The first evidence or rather confirmation to reach the United States that two thousand thirteen belongs foremost to the world-class masters of the Sinophone cinema, Wong Kar-wai's The Grandmaster (Yi dai zong shi, 2013) is quite likely to prove the most unambiguously pleasurable achievement in Greater China's very big year. An epically structured, elegantly staged Ip Man biography that opens on the brief 1930s rapprochement of China's northern and southern martial arts schools, Wong's first magnificent feature in six years soon develops into another of the auteur's signature star-crossed opuses, with Tony Leung's Wing Chun grandmaster falling for the exceedingly skilled daughter (Zhang Ziyi) of an aging northern legend. Following Ip Man's ceremonial defeat of the latter in the opulent, mirror-filled interior of the Golden Pavilion, a brothel and martial arts social club in the Cantonese city of Foshan, the hero and heiress Gong Er stage their own combat exhibition, despite period prohibitions that forbid women from fighting.
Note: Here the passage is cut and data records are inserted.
use std::fmt;
use std::str::FromStr;

use serde::{Deserialize, Serialize};

const CRITICAL_RATIO: f64 = 1.0;
const WARNING_RATIO: f64 = 0.85;
const CAUTION_RATIO: f64 = 0.60;

/// Severity bucket for a budget's consumption, ordered from least to most severe.
#[derive(Debug, Clone, Copy, PartialEq, Eq, Hash, PartialOrd, Ord, Serialize, Deserialize)]
#[serde(rename_all = "snake_case")]
pub enum ThresholdTier {
    Healthy,
    Caution,
    Warning,
    Critical,
}

impl ThresholdTier {
    pub fn as_str(self) -> &'static str {
        match self {
            ThresholdTier::Healthy => "healthy",
            ThresholdTier::Caution => "caution",
            ThresholdTier::Warning => "warning",
            ThresholdTier::Critical => "critical",
        }
    }
}

impl fmt::Display for ThresholdTier {
    fn fmt(&self, f: &mut fmt::Formatter<'_>) -> fmt::Result {
        f.write_str(self.as_str())
    }
}

impl FromStr for ThresholdTier {
    type Err = String;

    fn from_str(value: &str) -> Result<Self, Self::Err> {
        match value.trim().to_ascii_lowercase().as_str() {
            "healthy" => Ok(Self::Healthy),
            "caution" => Ok(Self::Caution),
            "warning" => Ok(Self::Warning),
            "critical" => Ok(Self::Critical),
            other => Err(format!("unknown threshold tier '{other}'")),
        }
    }
}

/// Result of evaluating a budget snapshot against its limit and thresholds.
#[derive(Debug, Clone, Copy, PartialEq, Serialize, Deserialize)]
#[serde(rename_all = "camelCase")]
pub struct ThresholdStatus {
    pub tier: ThresholdTier,
    /// `None` when no positive limit is configured.
    pub usage_ratio: Option<f64>,
    pub triggered_threshold: Option<f64>,
}

/// Classifies consumption against a monthly limit and absolute thresholds.
///
/// Total over its inputs: non-finite or negative amounts are read as zero and
/// non-positive thresholds are ignored.
pub fn evaluate(limit: f64, consumption: f64, thresholds: &[f64]) -> ThresholdStatus {
    let limit = sanitize_amount(limit);
    let consumption = sanitize_amount(consumption);
    let thresholds: Vec<f64> = thresholds
        .iter()
        .copied()
        .map(sanitize_amount)
        .filter(|value| *value > 0.0)
        .collect();

    let usage_ratio = if limit > 0.0 {
        Some(consumption / limit)
    } else {
        None
    };

    let highest_threshold = thresholds.iter().copied().reduce(f64::max);
    let triggered_threshold = thresholds
        .iter()
        .copied()
        .filter(|value| *value <= consumption)
        .reduce(f64::max);

    let ratio_at_least = |bound: f64| usage_ratio.map(|ratio| ratio >= bound).unwrap_or(false);

    let tier = if ratio_at_least(CRITICAL_RATIO) {
        ThresholdTier::Critical
    } else if highest_threshold
        .map(|highest| consumption >= highest)
        .unwrap_or(false)
        || ratio_at_least(WARNING_RATIO)
    {
        ThresholdTier::Warning
    } else if ratio_at_least(CAUTION_RATIO) {
        ThresholdTier::Caution
    } else {
        ThresholdTier::Healthy
    };

    ThresholdStatus {
        tier,
        usage_ratio,
        triggered_threshold,
    }
}

pub(crate) fn sanitize_amount(value: f64) -> f64 {
    if value.is_finite() && value > 0.0 {
        value
    } else {
        0.0
    }
}
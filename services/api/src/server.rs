use crate::cli::ServeArgs;
use crate::infra::{build_alert_service, AppState};
use crate::routes::with_alert_routes;
use axum::Extension;
use axum_prometheus::PrometheusMetricLayer;
use budget_alerts::config::AppConfig;
use budget_alerts::error::AppError;
use budget_alerts::telemetry;
use std::sync::atomic::Ordering;
use std::sync::Arc;
use tracing::info;

pub(crate) async fn run(mut args: ServeArgs) -> Result<(), AppError> {
    let mut config = AppConfig::load()?;

    if let Some(host) = args.host.take() {
        config.server.host = host;
    }
    if let Some(port) = args.port.take() {
        config.server.port = port;
    }

    telemetry::init(&config.telemetry)?;

    let (prometheus_layer, prometheus_handle) = PrometheusMetricLayer::pair();
    let readiness_flag = Arc::new(std::sync::atomic::AtomicBool::new(false));
    let app_state = AppState {
        readiness: readiness_flag.clone(),
        metrics: Arc::new(prometheus_handle),
    };

    let alert_service = build_alert_service(&config.alerts)?;

    let app = with_alert_routes(alert_service)
        .layer(Extension(app_state))
        .layer(prometheus_layer);

    let addr = config.server.socket_addr()?;
    let listener = tokio::net::TcpListener::bind(addr).await?;
    readiness_flag.store(true, Ordering::Release);

    info!(?config.environment, %addr, route_path = %config.alerts.route_path, "budget alert service ready");

    axum::serve(listener, app).await?;
    Ok(())
}
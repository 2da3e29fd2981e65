use std::env;
use std::fmt;
use std::net::{IpAddr, SocketAddr};
use std::path::PathBuf;

use crate::alerts::composer::DEFAULT_ROUTE_PATH;
use crate::alerts::dispatcher::DEFAULT_CONCURRENCY;
use crate::alerts::threshold::ThresholdTier;
use crate::alerts::token::{DEFAULT_TOKEN_TTL_SECONDS, MIN_TOKEN_TTL_SECONDS};

/// Distinguishes runtime behavior for different stages of the service.
#[derive(Debug, Clone, Copy, PartialEq, Eq)]
pub enum AppEnvironment {
    Development,
    Test,
    Production,
}

impl AppEnvironment {
    fn from_str(value: &str) -> Self {
        match value.trim().to_ascii_lowercase().as_str() {
            "prod" | "production" => Self::Production,
            "test" | "ci" => Self::Test,
            _ => Self::Development,
        }
    }
}

/// Top-level configuration for the application.
#[derive(Debug, Clone)]
pub struct AppConfig {
    pub environment: AppEnvironment,
    pub server: ServerConfig,
    pub telemetry: TelemetryConfig,
    pub alerts: AlertConfig,
}

impl AppConfig {
    /// Loads `.env` (if present) and reads the process environment.
    pub fn load() -> Result<Self, ConfigError> {
        dotenvy::dotenv().ok();
        Self::from_lookup(|key| env::var(key).ok())
    }

    /// Builds the configuration from an arbitrary variable source.
    pub fn from_lookup<F>(lookup: F) -> Result<Self, ConfigError>
    where
        F: Fn(&str) -> Option<String>,
    {
        let environment = AppEnvironment::from_str(
            &lookup("APP_ENV").unwrap_or_else(|| "development".to_string()),
        );

        let host = lookup("APP_HOST").unwrap_or_else(|| "127.0.0.1".to_string());
        let port = lookup("APP_PORT")
            .unwrap_or_else(|| "3000".to_string())
            .parse::<u16>()
            .map_err(|_| ConfigError::InvalidPort)?;

        let log_level = lookup("APP_LOG_LEVEL").unwrap_or_else(|| "info".to_string());

        let alerts = AlertConfig::from_lookup(&lookup)?;
        if environment == AppEnvironment::Production && alerts.link_secret.is_none() {
            return Err(ConfigError::MissingLinkSecret);
        }

        Ok(Self {
            environment,
            server: ServerConfig { host, port },
            telemetry: TelemetryConfig { log_level },
            alerts,
        })
    }
}

/// Settings controlling the HTTP server binding.
#[derive(Debug, Clone)]
pub struct ServerConfig {
    pub host: String,
    pub port: u16,
}

impl ServerConfig {
    pub fn socket_addr(&self) -> Result<SocketAddr, ConfigError> {
        if self.host.eq_ignore_ascii_case("localhost") {
            return Ok(SocketAddr::new(IpAddr::from([127, 0, 0, 1]), self.port));
        }

        let ip: IpAddr = self
            .host
            .parse()
            .map_err(|source| ConfigError::InvalidHost { source })?;

        Ok(SocketAddr::new(ip, self.port))
    }
}

/// Tracing controls.
#[derive(Debug, Clone)]
pub struct TelemetryConfig {
    pub log_level: String,
}

/// Outbound throughput cap shared by the dispatcher's workers.
#[derive(Debug, Clone, Copy, PartialEq, Eq)]
pub struct RateLimitConfig {
    pub max_per_interval: u32,
    pub interval_ms: u64,
}

impl Default for RateLimitConfig {
    fn default() -> Self {
        Self {
            max_per_interval: 10,
            interval_ms: 1000,
        }
    }
}

/// Alert pipeline settings.
#[derive(Clone)]
pub struct AlertConfig {
    /// `None` falls back to the development placeholder secret.
    pub link_secret: Option<String>,
    pub default_token_ttl_seconds: i64,
    pub base_url: Option<String>,
    pub route_path: String,
    pub rate_limit: RateLimitConfig,
    pub concurrency: usize,
    pub stop_on_error: bool,
    pub minimum_tier: ThresholdTier,
    pub cycle_cooldown: bool,
    pub release_on_failure: bool,
    /// SQLite ledger file; the in-memory ledger is used when absent.
    pub ledger_path: Option<PathBuf>,
}

impl Default for AlertConfig {
    fn default() -> Self {
        Self {
            link_secret: None,
            default_token_ttl_seconds: DEFAULT_TOKEN_TTL_SECONDS,
            base_url: None,
            route_path: DEFAULT_ROUTE_PATH.to_string(),
            rate_limit: RateLimitConfig::default(),
            concurrency: DEFAULT_CONCURRENCY,
            stop_on_error: false,
            minimum_tier: ThresholdTier::Warning,
            cycle_cooldown: true,
            release_on_failure: false,
            ledger_path: None,
        }
    }
}

impl fmt::Debug for AlertConfig {
    fn fmt(&self, f: &mut fmt::Formatter<'_>) -> fmt::Result {
        f.debug_struct("AlertConfig")
            .field("link_secret", &self.link_secret.as_ref().map(|_| "<redacted>"))
            .field("default_token_ttl_seconds", &self.default_token_ttl_seconds)
            .field("base_url", &self.base_url)
            .field("route_path", &self.route_path)
            .field("rate_limit", &self.rate_limit)
            .field("concurrency", &self.concurrency)
            .field("stop_on_error", &self.stop_on_error)
            .field("minimum_tier", &self.minimum_tier)
            .field("cycle_cooldown", &self.cycle_cooldown)
            .field("release_on_failure", &self.release_on_failure)
            .field("ledger_path", &self.ledger_path)
            .finish()
    }
}

impl AlertConfig {
    fn from_lookup<F>(lookup: &F) -> Result<Self, ConfigError>
    where
        F: Fn(&str) -> Option<String>,
    {
        let defaults = Self::default();

        let link_secret = non_empty(lookup("ALERT_LINK_SECRET"));
        let default_token_ttl_seconds =
            parse_number::<i64, _>(lookup, "ALERT_TOKEN_TTL_SECONDS")?
                .unwrap_or(defaults.default_token_ttl_seconds)
                .max(MIN_TOKEN_TTL_SECONDS);
        let base_url = non_empty(lookup("ALERT_BASE_URL"));

        let route_path = non_empty(lookup("ALERT_ROUTE_PATH")).unwrap_or(defaults.route_path);
        if !route_path.starts_with('/') {
            return Err(ConfigError::InvalidRoutePath(route_path));
        }

        let max_per_interval = parse_number::<u32, _>(lookup, "ALERT_RATE_LIMIT_MAX")?
            .unwrap_or(defaults.rate_limit.max_per_interval);
        if max_per_interval == 0 {
            return Err(ConfigError::NotPositive("ALERT_RATE_LIMIT_MAX"));
        }
        let interval_ms = parse_number::<u64, _>(lookup, "ALERT_RATE_LIMIT_INTERVAL_MS")?
            .unwrap_or(defaults.rate_limit.interval_ms);
        if interval_ms == 0 {
            return Err(ConfigError::NotPositive("ALERT_RATE_LIMIT_INTERVAL_MS"));
        }

        let concurrency =
            parse_number::<usize, _>(lookup, "ALERT_CONCURRENCY")?.unwrap_or(defaults.concurrency);
        if concurrency == 0 {
            return Err(ConfigError::NotPositive("ALERT_CONCURRENCY"));
        }

        let minimum_tier = match non_empty(lookup("ALERT_MIN_TIER")) {
            Some(raw) => raw
                .parse::<ThresholdTier>()
                .map_err(|_| ConfigError::InvalidTier(raw))?,
            None => defaults.minimum_tier,
        };

        Ok(Self {
            link_secret,
            default_token_ttl_seconds,
            base_url,
            route_path,
            rate_limit: RateLimitConfig {
                max_per_interval,
                interval_ms,
            },
            concurrency,
            stop_on_error: parse_flag(lookup, "ALERT_STOP_ON_ERROR")?
                .unwrap_or(defaults.stop_on_error),
            minimum_tier,
            cycle_cooldown: parse_flag(lookup, "ALERT_CYCLE_COOLDOWN")?
                .unwrap_or(defaults.cycle_cooldown),
            release_on_failure: parse_flag(lookup, "ALERT_RELEASE_ON_FAILURE")?
                .unwrap_or(defaults.release_on_failure),
            ledger_path: non_empty(lookup("ALERT_LEDGER_PATH")).map(PathBuf::from),
        })
    }
}

fn non_empty(value: Option<String>) -> Option<String> {
    value
        .map(|raw| raw.trim().to_string())
        .filter(|raw| !raw.is_empty())
}

fn parse_number<T, F>(lookup: &F, variable: &'static str) -> Result<Option<T>, ConfigError>
where
    T: std::str::FromStr,
    F: Fn(&str) -> Option<String>,
{
    match non_empty(lookup(variable)) {
        Some(raw) => raw
            .parse::<T>()
            .map(Some)
            .map_err(|_| ConfigError::InvalidNumber {
                variable,
                value: raw,
            }),
        None => Ok(None),
    }
}

fn parse_flag<F>(lookup: &F, variable: &'static str) -> Result<Option<bool>, ConfigError>
where
    F: Fn(&str) -> Option<String>,
{
    match non_empty(lookup(variable)) {
        Some(raw) => match raw.to_ascii_lowercase().as_str() {
            "1" | "true" | "yes" | "on" => Ok(Some(true)),
            "0" | "false" | "no" | "off" => Ok(Some(false)),
            _ => Err(ConfigError::InvalidFlag {
                variable,
                value: raw,
            }),
        },
        None => Ok(None),
    }
}

#[derive(Debug)]
pub enum ConfigError {
    InvalidPort,
    InvalidHost { source: std::net::AddrParseError },
    MissingLinkSecret,
    InvalidRoutePath(String),
    InvalidNumber { variable: &'static str, value: String },
    InvalidFlag { variable: &'static str, value: String },
    NotPositive(&'static str),
    InvalidTier(String),
}

impl fmt::Display for ConfigError {
    fn fmt(&self, f: &mut fmt::Formatter<'_>) -> fmt::Result {
        match self {
            ConfigError::InvalidPort => write!(f, "APP_PORT must be a valid u16"),
            ConfigError::InvalidHost { .. } => {
                write!(f, "APP_HOST must parse to an IPv4 or IPv6 address")
            }
            ConfigError::MissingLinkSecret => {
                write!(f, "ALERT_LINK_SECRET must be set in production")
            }
            ConfigError::InvalidRoutePath(path) => {
                write!(f, "ALERT_ROUTE_PATH must start with '/', found '{path}'")
            }
            ConfigError::InvalidNumber { variable, value } => {
                write!(f, "{variable} must be a valid number, found '{value}'")
            }
            ConfigError::InvalidFlag { variable, value } => {
                write!(f, "{variable} must be true or false, found '{value}'")
            }
            ConfigError::NotPositive(variable) => write!(f, "{variable} must be greater than 0"),
            ConfigError::InvalidTier(value) => write!(
                f,
                "ALERT_MIN_TIER must be one of healthy, caution, warning, critical (found '{value}')"
            ),
        }
    }
}

impl std::error::Error for ConfigError {
    fn source(&self) -> Option<&(dyn std::error::Error + 'static)> {
        match self {
            ConfigError::InvalidHost { source } => Some(source),
            _ => None,
        }
    }
}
The resulting set-piece represents not only one of Ip Man's few matches with an equal, but indeed the lone occasion in which he is bested by an opponent. Of course, it comes in an exchange that Wong infuses with an ecstatic sensuality, where Ip Man clasps the female lead's wrist and where Gong Er circles above her fellow combatant, as their faces come within a hair's breadth of touching. With hand-to-hand combat thus providing a metonymy for the sexual act, Ip Man and Gong Er's exchange proves one of The Grandmaster's rare consummated unions, where two appropriately paired figures meet, in Wongian discourse, at precisely the right time of life.
The married Ip Man's consequent attempts to renew his relationship with Gong Er are thwarted first by the sudden onset of the Japanese Occupation, and later by Gong Er's private vows to avenge her father's death. Their time, in other words, will never again be right - in much the same way that the Ip Man's various master opponents all-to-often challenge the Southern hero far too late in their own professional existences. In this regard, The Grandmaster morphs into a martial arts variation on the filmmaker's middle-aged masterpiece, In the Mood for Love (2000): Ip Man and Gong Er's time will pass before they (in their case) renew their acquaintance in the colorized Hong Kong of the early 1950s. Fate will prevent their permanent romantic happiness.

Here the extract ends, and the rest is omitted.